8. The apparatus of claim 6, further comprising one of:

a conversion unit, configured to convert the first image into the visual image to obtain a second image before acquiring the second area of the second object where the target portion is located and the second size of the target portion;

a fourth acquiring unit, configured to acquire the second image captured by a multispectral camera before acquiring the second area where the target portion of the second object is located and the second size of the target portion, where the multispectral camera includes the infrared detector, and the first image and the second image are an infrared image and a visible light image captured by the multispectral camera on the target area at the same time, respectively.

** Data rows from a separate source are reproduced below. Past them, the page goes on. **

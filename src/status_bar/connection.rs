use crate::session::session_status::SessionStatus;

/// What the connection indicator shows. Recomputed from scratch on every refresh.
#[derive(Debug, Clone, Copy, PartialEq, Eq)]
pub enum ConnectionState {
    Offline,
    Connected,
    Firewalled,
}

impl ConnectionState {
    pub fn from_status(status: &SessionStatus) -> Self {
        if !status.is_listening {
            ConnectionState::Offline
        } else if status.has_incoming_connections {
            ConnectionState::Connected
        } else {
            ConnectionState::Firewalled
        }
    }

    /// Freedesktop icon name for the indicator.
    pub fn icon_name(&self) -> &'static str {
        match self {
            ConnectionState::Offline => "network-offline",
            ConnectionState::Connected => "network-transmit-receive",
            ConnectionState::Firewalled => "network-error",
        }
    }

    /// Pango markup for the indicator tooltip.
    pub fn tooltip_markup(&self) -> String {
        let detail = match self {
            ConnectionState::Offline => "Offline. This usually means that dTorrent failed to listen on the selected port for incoming connections.",
            ConnectionState::Connected => "Online",
            ConnectionState::Firewalled => {
                "<i>No direct connections. This may indicate network configuration problems.</i>"
            }
        };
        format!("<b>Connection status:</b>\n{}", detail)
    }
}
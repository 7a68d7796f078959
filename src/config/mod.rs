pub mod cfg;
pub mod constants;
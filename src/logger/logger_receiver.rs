use super::constants::LOGGER_THREAD_NAME;
use super::log_level::{LogLevel, LogRecord};
use super::logger_error::LoggerError;
use super::logger_sender::LoggerSender;
use chrono::prelude::*;
use std::fs::{self, File};
use std::io::{self, Write};
use std::sync::mpsc::{channel, Receiver};
use std::thread;

const LINE_TIMESTAMP_FORMAT: &str = "[%Y/%m/%d %H:%M:%S]";
const FILE_TIMESTAMP_FORMAT: &str = "%Y-%m-%d_%H-%M-%S";

/// File logger fed by any number of `LoggerSender`s.
///
/// Records travel through a channel to a dedicated thread, so the UI thread
/// never waits on the disk. That thread drops records below the minimum level
/// and writes the rest as `[timestamp] [LEVEL] text`.
#[derive(Debug)]
pub struct Logger {
    sender: LoggerSender,
}

impl Logger {
    /// Creates `statusbar_{timestamp}.log` inside `dir_path` and starts the writer thread.
    ///
    /// It returns an LoggerError if:
    /// - A new file could not be created at the directory path given
    /// - There was a problem creating a new thread for the logger receiver
    pub fn new(dir_path: &str, min_level: LogLevel) -> Result<Self, LoggerError> {
        let (sender, receiver) = channel();

        let sink = LogSink {
            file: create_log_file(dir_path)?,
            min_level,
        };
        thread::Builder::new()
            .name(LOGGER_THREAD_NAME.to_string())
            .spawn(move || sink.drain(receiver))
            .map_err(|_| LoggerError::SpawnThreadError)?;

        Ok(Self {
            sender: LoggerSender::new(sender),
        })
    }

    /// Creates a new LoggerSender for the current Logger
    pub fn new_sender(&self) -> LoggerSender {
        self.sender.clone()
    }
}

struct LogSink<W: Write> {
    file: W,
    min_level: LogLevel,
}

impl<W: Write> LogSink<W> {
    /// Writes records until every sender is gone.
    fn drain(mut self, receiver: Receiver<LogRecord>) {
        while let Ok(record) = receiver.recv() {
            if let Err(err) = self.write(&record, Local::now()) {
                eprintln!("Error({err}) writing to the log");
            }
        }
    }

    fn write<Tz: TimeZone>(&mut self, record: &LogRecord, time: DateTime<Tz>) -> io::Result<()>
    where
        Tz::Offset: std::fmt::Display,
    {
        if record.level < self.min_level {
            return Ok(());
        }
        writeln!(
            self.file,
            "{} {}",
            time.format(LINE_TIMESTAMP_FORMAT),
            record
        )
    }
}

fn create_log_file(dir_path: &str) -> Result<File, LoggerError> {
    let file_name = format!(
        "{}/statusbar_{}.log",
        dir_path,
        Local::now().format(FILE_TIMESTAMP_FORMAT)
    );

    fs::OpenOptions::new()
        .create(true)
        .append(true)
        .open(file_name)
        .map_err(|_| LoggerError::BadLogPathError(dir_path.to_string()))
}

#[cfg(test)]
mod tests {
    use std::thread::sleep;
    use std::time::Duration;

    use super::*;

    #[test]
    fn test_bad_path() {
        let path = "./this/log/directory/does/not/exist";

        let logger = Logger::new(path, LogLevel::Debug);

        assert!(matches!(logger, Err(LoggerError::BadLogPathError(_))));
    }

    #[test]
    fn test_sink_tags_lines_with_level_and_time() {
        let mut sink = LogSink {
            file: Vec::new(),
            min_level: LogLevel::Debug,
        };
        let time = Utc.with_ymd_and_hms(2022, 11, 3, 21, 5, 9).unwrap();

        sink.write(&LogRecord::new(LogLevel::Debug, "limit set"), time)
            .unwrap();

        assert_eq!(
            String::from_utf8(sink.file).unwrap(),
            "[2022/11/03 21:05:09] [DEBUG] limit set\n"
        );
    }

    #[test]
    fn test_sink_drops_records_below_min_level() {
        let mut sink = LogSink {
            file: Vec::new(),
            min_level: LogLevel::Warn,
        };
        let time = Utc.with_ymd_and_hms(2022, 11, 3, 21, 5, 9).unwrap();

        sink.write(&LogRecord::new(LogLevel::Debug, "quiet"), time)
            .unwrap();
        sink.write(&LogRecord::new(LogLevel::Info, "quiet too"), time)
            .unwrap();
        sink.write(&LogRecord::new(LogLevel::Error, "loud"), time)
            .unwrap();

        assert_eq!(
            String::from_utf8(sink.file).unwrap(),
            "[2022/11/03 21:05:09] [ERROR] loud\n"
        );
    }

    #[test]
    fn test_lines_are_written_with_timestamp() {
        let path = "./test_statusbar_log_lines";
        fs::create_dir_all(path).unwrap();

        let logger = Logger::new(path, LogLevel::Debug).unwrap();
        let logger_sender = logger.new_sender();
        logger_sender.info("first line");
        logger_sender.warn("second line");

        let contents = wait_for_log_lines(path, 2);

        assert_eq!(contents.len(), 2);
        assert!(contents[0].starts_with('['));
        assert!(contents[0].ends_with("[INFO] first line"));
        assert!(contents[1].ends_with("[WARN] second line"));

        fs::remove_dir_all(path).unwrap();
    }

    #[test]
    fn test_min_level_is_applied_by_the_logger_thread() {
        let path = "./test_statusbar_log_min_level";
        fs::create_dir_all(path).unwrap();

        let logger = Logger::new(path, LogLevel::Warn).unwrap();
        let logger_sender = logger.new_sender();
        logger_sender.debug("not written");
        logger_sender.warn("written");

        let contents = wait_for_log_lines(path, 1);

        assert_eq!(contents.len(), 1);
        assert!(contents[0].ends_with("[WARN] written"));

        fs::remove_dir_all(path).unwrap();
    }

    #[test]
    fn test_multiple_senders() {
        let path = "./test_statusbar_log_multiple_senders";
        fs::create_dir_all(path).unwrap();

        let logger = Logger::new(path, LogLevel::Debug).unwrap();
        let senders = [logger.new_sender(), logger.new_sender(), logger.new_sender()];
        for (index, sender) in senders.into_iter().enumerate() {
            thread::spawn(move || sender.info(&format!("log_test_{}", index)))
                .join()
                .unwrap();
        }

        let contents = wait_for_log_lines(path, 3);

        for (index, line) in contents.iter().enumerate() {
            assert!(line.contains(&format!("log_test_{}", index)));
        }

        fs::remove_dir_all(path).unwrap();
    }

    // Auxiliary functions

    fn wait_for_log_lines(dir_path: &str, expected: usize) -> Vec<String> {
        let mut lines = Vec::new();
        for _ in 0..50 {
            lines = fs::read_dir(dir_path)
                .unwrap()
                .filter_map(|entry| fs::read_to_string(entry.unwrap().path()).ok())
                .flat_map(|contents| {
                    contents
                        .lines()
                        .map(|line| line.to_string())
                        .collect::<Vec<String>>()
                })
                .collect();
            if lines.len() >= expected {
                break;
            }
            sleep(Duration::from_millis(20));
        }
        lines
    }
}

9. The apparatus of claim 6, further comprising:

a third determining unit, configured to determine that a human-shaped object is included in the second image when a target feature is detected to be included in the second image before acquiring the second area of the second object where the target portion is located and the second size of the target portion, where the target feature is used for representing the target portion;

a fourth determination unit configured to determine that the second object is detected from the second image if the posture of the human-shaped object matches the predetermined posture.

10. The apparatus of any one of claims 6 to 9, further comprising:

a sending unit, configured to send alarm information to an alarm device after determining that the first object is the target object, where the alarm information is used to indicate that the target object is detected in the target area;

and the control unit is used for controlling the target image acquisition equipment to shoot or record the target area to obtain a target image or a target record.

11. A storage medium, in which a computer program is stored, wherein the computer program is arranged to perform the method of any of claims 1 to 5 when executed.

12. An electronic device comprising a memory and a processor, characterized in that the memory has stored therein a computer program, the processor being arranged to execute the method of any of claims 1 to 5 by means of the computer program.